The IRS national office also asked the agent to examine contracts, reinsurance, financial ratios, ownership, and business relationships and any documents that would suggest the captive is a sham.

From the foregoing, it is possible to draw the following conclusions:
• FSA 1999-15004 gives taxpayers some insight into additional areas of IRS interest and concern in its analysis of captive insurance arrangements. The IRS has not retreated from its “economic family” position set forth in Revenue Ruling 77-316 and Revenue Ruling 88-72.

The IRS still maintains that the rulings are the guiding authority on the deductibility of captive insurance premiums, despite the reluctance of many courts to accept its analysis.
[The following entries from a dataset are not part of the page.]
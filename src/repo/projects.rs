// SPDX-FileCopyrightText: 2026 Bruno Meilick
// SPDX-License-Identifier: LicenseRef-Reliagraph-FreeUse-NoCopy-NoDerivatives
//
// All rights reserved.
//
// This file is part of Reliagraph and is proprietary software.
// Unauthorized copying, modification, or distribution is prohibited.

use std::sync::Arc;

use chrono::Utc;
use log::{debug, info};

use super::require_name;
use crate::error::{NotFoundError, Result};
use crate::model::{Diagram, Project, ProjectId, ProjectPatch};
use crate::store::{diagrams_key, KeyedStore, StorageBackend, PROJECTS_KEY};

/// CRUD over the global project list.
///
/// Deleting a project also clears its diagram collection.
#[derive(Debug, Clone)]
pub struct ProjectRepository {
    backend: Arc<dyn StorageBackend>,
    store: KeyedStore<Vec<Project>>,
}

impl ProjectRepository {
    pub fn new(backend: Arc<dyn StorageBackend>) -> Self {
        let store = KeyedStore::new(Arc::clone(&backend), PROJECTS_KEY);
        Self { backend, store }
    }

    pub fn list(&self) -> Vec<Project> {
        self.store.read()
    }

    pub fn get(&self, id: &ProjectId) -> Result<Project, NotFoundError> {
        self.list()
            .into_iter()
            .find(|project| project.id() == id)
            .ok_or_else(|| NotFoundError::Project(id.clone()))
    }

    pub fn contains(&self, id: &ProjectId) -> bool {
        self.list().iter().any(|project| project.id() == id)
    }

    pub fn create(&self, name: &str, description: &str) -> Result<Project> {
        let name = require_name("project name", name)?;

        let mut projects = self.list();
        let project = Project::new(ProjectId::generate(), name, description, Utc::now());
        projects.push(project.clone());
        self.store.write(&projects)?;

        info!(project_id = project.id().as_str(), name = project.name(); "Created project");
        Ok(project)
    }

    pub fn update(&self, id: &ProjectId, mut patch: ProjectPatch) -> Result<Project> {
        if let Some(name) = patch.name.as_deref() {
            patch.name = Some(require_name("project name", name)?);
        }

        let mut projects = self.list();
        let Some(project) = projects.iter_mut().find(|project| project.id() == id) else {
            return Err(NotFoundError::Project(id.clone()).into());
        };
        project.apply_patch(patch, Utc::now());
        let updated = project.clone();
        self.store.write(&projects)?;

        info!(project_id = id.as_str(); "Updated project");
        Ok(updated)
    }

    /// Removes the project and its diagram collection. Returns whether the project existed.
    ///
    /// Deleting an absent project still clears any orphaned diagram collection under its id.
    pub fn delete(&self, id: &ProjectId) -> Result<bool> {
        let mut projects = self.list();
        let before = projects.len();
        projects.retain(|project| project.id() != id);
        let existed = projects.len() != before;

        if existed {
            self.store.write(&projects)?;
        }
        KeyedStore::<Vec<Diagram>>::new(Arc::clone(&self.backend), diagrams_key(id)).clear()?;

        if existed {
            info!(project_id = id.as_str(); "Deleted project and its diagrams");
        } else {
            debug!(project_id = id.as_str(); "Delete of absent project");
        }
        Ok(existed)
    }
}

#[cfg(test)]
mod tests {
    use std::sync::Arc;

    use rstest::{fixture, rstest};

    use super::ProjectRepository;
    use crate::error::{Error, NotFoundError, PersistenceError, ValidationError};
    use crate::model::{ProjectId, ProjectPatch};
    use crate::repo::DiagramRepository;
    use crate::store::{MemoryBackend, StorageBackend};

    struct RepoCtx {
        backend: Arc<MemoryBackend>,
        projects: ProjectRepository,
    }

    #[fixture]
    fn ctx() -> RepoCtx {
        let backend = Arc::new(MemoryBackend::new());
        let projects = ProjectRepository::new(backend.clone());
        RepoCtx { backend, projects }
    }

    #[rstest]
    fn create_assigns_fresh_ids_and_timestamps(ctx: RepoCtx) {
        let a = ctx.projects.create("Plant A", "").expect("create");
        let b = ctx.projects.create("Plant A", "again").expect("create");

        assert_ne!(a.id(), b.id());
        assert_eq!(a.created_at(), a.updated_at());
        assert_eq!(ctx.projects.list(), vec![a.clone(), b]);
        assert_eq!(ctx.projects.get(a.id()).expect("get"), a);
    }

    #[rstest]
    fn create_rejects_blank_names_without_writing(ctx: RepoCtx) {
        let err = ctx.projects.create("  ", "desc").unwrap_err();
        assert!(matches!(
            err,
            Error::Validation(ValidationError::EmptyName { .. })
        ));
        assert_eq!(ctx.backend.get("projects").expect("get"), None);
    }

    #[rstest]
    fn update_merges_named_fields(ctx: RepoCtx) {
        let project = ctx.projects.create("Plant", "old").expect("create");

        let updated = ctx
            .projects
            .update(
                project.id(),
                ProjectPatch {
                    description: Some("new".to_owned()),
                    ..ProjectPatch::default()
                },
            )
            .expect("update");

        assert_eq!(updated.name(), "Plant");
        assert_eq!(updated.description(), "new");
        assert!(updated.updated_at() >= project.updated_at());
        assert_eq!(updated.created_at(), project.created_at());
        assert_eq!(ctx.projects.get(project.id()).expect("get"), updated);
    }

    #[rstest]
    fn update_rejects_blank_name(ctx: RepoCtx) {
        let project = ctx.projects.create("Plant", "").expect("create");
        let err = ctx
            .projects
            .update(
                project.id(),
                ProjectPatch {
                    name: Some(" ".to_owned()),
                    ..ProjectPatch::default()
                },
            )
            .unwrap_err();
        assert!(matches!(err, Error::Validation(_)));
        assert_eq!(ctx.projects.get(project.id()).expect("get").name(), "Plant");
    }

    #[rstest]
    fn update_and_get_report_missing_projects(ctx: RepoCtx) {
        let missing = ProjectId::new("nope").expect("id");
        assert_eq!(
            ctx.projects.get(&missing),
            Err(NotFoundError::Project(missing.clone()))
        );
        assert!(matches!(
            ctx.projects.update(&missing, ProjectPatch::default()),
            Err(Error::NotFound(NotFoundError::Project(_)))
        ));
    }

    #[rstest]
    fn delete_cascades_to_diagrams_only_of_that_project(ctx: RepoCtx) {
        let doomed = ctx.projects.create("Doomed", "").expect("create");
        let kept = ctx.projects.create("Kept", "").expect("create");

        let doomed_diagrams = DiagramRepository::new(ctx.backend.clone(), doomed.id().clone());
        let kept_diagrams = DiagramRepository::new(ctx.backend.clone(), kept.id().clone());
        doomed_diagrams.create("One").expect("diagram");
        doomed_diagrams.create("Two").expect("diagram");
        let survivor = kept_diagrams.create("Three").expect("diagram");

        assert!(ctx.projects.delete(doomed.id()).expect("delete"));

        assert_eq!(ctx.projects.list(), vec![kept]);
        assert!(doomed_diagrams.list().is_empty());
        assert_eq!(
            ctx.backend
                .get(&format!("diagrams:{}", doomed.id()))
                .expect("get"),
            None
        );
        assert_eq!(kept_diagrams.list(), vec![survivor]);

        assert!(!ctx.projects.delete(doomed.id()).expect("idempotent"));
    }

    #[test]
    fn quota_failure_is_surfaced_and_list_is_unchanged() {
        let backend = Arc::new(MemoryBackend::with_quota(256));
        let projects = ProjectRepository::new(backend);
        projects.create("P", "").expect("first fits");

        let err = projects.create("Q", &"x".repeat(400)).unwrap_err();
        assert!(matches!(
            err,
            Error::Persistence(PersistenceError::QuotaExceeded { .. })
        ));
        assert_eq!(projects.list().len(), 1);
    }
}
However, the IRS seems to have acknowledged to its agents that its “economic family” theory is not widely applied or supported in the courts and is asking them to develop other lines of attack.

As taxpayers continue to form captive insurance companies as a means to help them manage their risks and to obtain insurance coverage, they should be cognisant of the thinking of the IRS. To reduce the likelihood of having to face a challenge to the deductibility of the premiums paid to the captive, every effort should be made to satisfy or respond to the factors outlined in FSA 1999-15004.

Douglas Harrell is a senior manager with KPMG and heads up its US tax practice in the Cayman Islands. He has been with KPMG for 11 years, and has worked extensively in the area of US taxation of offshore captive insurance companies for the past seven years.